Animals lower in the food chain can accumulate harmful chemicals in their tissues through bioaccumulation. When predators further up in the food chain eat prey lower down, they absorb all the chemicals stored in the prey. If an animal eats something that contains a chemical it cannot digest, process or excrete, the chemical will stay in the animal’s tissues. Over time, as the predators further up the food chain eat more and more contaminated prey lower down, the level of chemicals in the predator is magnified. This is biomagnification.
Bioaccumulation and biomagnification are not natural processes. The chemicals involved can be toxic or dangerous to the animal eating them. For example, tiny pieces of plastic can be bioaccumulated or biomagnified.
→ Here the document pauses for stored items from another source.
//! Plain-text rendering and file export of a finished report.

use std::fmt::Write;
use std::path::{Path, PathBuf};

use na_core::analysis::TOP_TOPICS_DISPLAYED;
use na_core::report::{audio_file_name, report_file_name};
use na_core::{Result, SentimentLabel};
use tracing::info;

use crate::manager::{Language, ReportOutcome};

const RULE: &str = "------------------------------------------------------------";

pub fn render_text(outcome: &ReportOutcome) -> String {
    let mut out = String::new();
    // fmt::Write into a String cannot fail
    let _ = write_report(&mut out, outcome);
    out
}

fn write_report(out: &mut String, outcome: &ReportOutcome) -> std::fmt::Result {
    let analysis = &outcome.analysis;
    let counts = &analysis.sentiment_counts;

    writeln!(out, "📰 {} news analysis", outcome.company)?;
    if let Some(cached_at) = outcome.cached_at {
        writeln!(out, "(cached data from {})", cached_at.format("%Y-%m-%d %H:%M:%S"))?;
    }
    writeln!(out, "{}", RULE)?;

    writeln!(out, "\n📊 Overall Analysis\n{}", outcome.overall_summary)?;
    if let Some(hindi) = &outcome.hindi_summary {
        writeln!(out, "\nHindi Summary\n{}", hindi)?;
        if outcome.translation_failed {
            writeln!(out, "(translation unavailable, showing English text)")?;
        }
    }

    writeln!(out, "\nSentiment Distribution")?;
    for label in SentimentLabel::ALL {
        writeln!(out, "  {:<9} {:>3}  ({:.0}%)", label.as_str(), counts.get(label), counts.percentage(label))?;
    }
    writeln!(
        out,
        "Average Sentiment: {} ({:.2})",
        analysis.average_label(),
        analysis.average_sentiment_score
    )?;

    writeln!(out, "\nCommon Topics Across Articles")?;
    let overlap = &analysis.topic_overlap.common_topics;
    if overlap.is_empty() {
        writeln!(out, "  No common topics found across all articles.")?;
    } else {
        writeln!(out, "  {}", overlap.as_slice().join(", "))?;
    }

    writeln!(out, "\nMost Frequent Topics")?;
    let frequent: Vec<String> = analysis
        .top_topics(TOP_TOPICS_DISPLAYED)
        .iter()
        .map(|t| format!("{} ({})", t.topic, t.count))
        .collect();
    writeln!(out, "  {}", frequent.join(", "))?;

    writeln!(out, "\nUnique Topics by Article")?;
    for unique in analysis.unique_topics_by_article.iter().filter(|u| !u.unique_topics.is_empty()) {
        writeln!(out, "  {}: {}", unique.title, unique.unique_topics.as_slice().join(", "))?;
    }

    writeln!(out, "\nCoverage Differences")?;
    if analysis.coverage_differences.is_empty() {
        writeln!(out, "  No significant coverage differences identified.")?;
    }
    for diff in &analysis.coverage_differences {
        writeln!(out, "  Comparison: {}", diff.comparison)?;
        writeln!(out, "  Impact: {}\n", diff.impact)?;
    }

    writeln!(out, "\n📄 Individual Articles")?;
    for (i, article) in outcome.articles.iter().enumerate() {
        writeln!(out, "{}", RULE)?;
        writeln!(out, "Article {}: {}", i + 1, article.title)?;
        writeln!(
            out,
            "Source: {} | Date: {} | Reading time: {}",
            article.source, article.date, article.reading_time
        )?;
        writeln!(out, "Summary: {}", article.summary)?;
        if let Some(hindi) = outcome.article_translations.get(i) {
            writeln!(out, "Hindi Summary: {}", hindi)?;
        }
        writeln!(
            out,
            "Sentiment: {} ({:.2})",
            article.sentiment.label(),
            article.sentiment.score()
        )?;
        writeln!(out, "Topics: {}", article.topics.as_slice().join(", "))?;
        writeln!(out, "URL: {}", article.url)?;
    }
    writeln!(out, "{}", RULE)?;

    writeln!(out, "\n🎯 Final Sentiment Analysis\n{}", analysis.final_sentiment_analysis)?;
    if outcome.language == Language::Hindi && outcome.audio.is_none() {
        writeln!(out, "\n🔊 Hindi audio could not be generated.")?;
    }
    Ok(())
}

/// Write `<company>_analysis.json` and, when audio exists,
/// `<company>_summary_hindi.<ext>` into `dir`. Returns the written paths.
pub async fn write_exports(outcome: &ReportOutcome, dir: &Path) -> Result<Vec<PathBuf>> {
    tokio::fs::create_dir_all(dir).await?;
    let mut written = Vec::new();

    let report_path = dir.join(report_file_name(&outcome.company));
    tokio::fs::write(&report_path, outcome.report.to_json_pretty()?).await?;
    info!("📥 Wrote {}", report_path.display());
    written.push(report_path);

    if let Some(audio) = &outcome.audio {
        let audio_path = dir.join(audio_file_name(&outcome.company, &outcome.audio_extension));
        tokio::fs::write(&audio_path, audio).await?;
        info!("📥 Wrote {}", audio_path.display());
        written.push(audio_path);
    }
    Ok(written)
}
These are particularly problematic in aquatic ecosystems and can come from washing machines cleaning man-made fibres in clothes, the breaking down of larger plastics and micro-beads.
So what's the problem?
One of the major pollutants that has been found in animals studies by scientists researching bioaccumulation and biomagnification is microbeads.
Microbeads are tiny pieces of plastic that were used extensively within industry, especially in the manufacturing of beauty products such as skin exfoliants and toothpastes. Scientists and environmental charities raised concerns about the affect of micro-beads on animals in the ecosystem. Studies showed that the beads bioaccumulated in predators, negatively affecting their health. Microbeads were banned in the UK in 2019, but there are literally millions already in circulation in our oceans.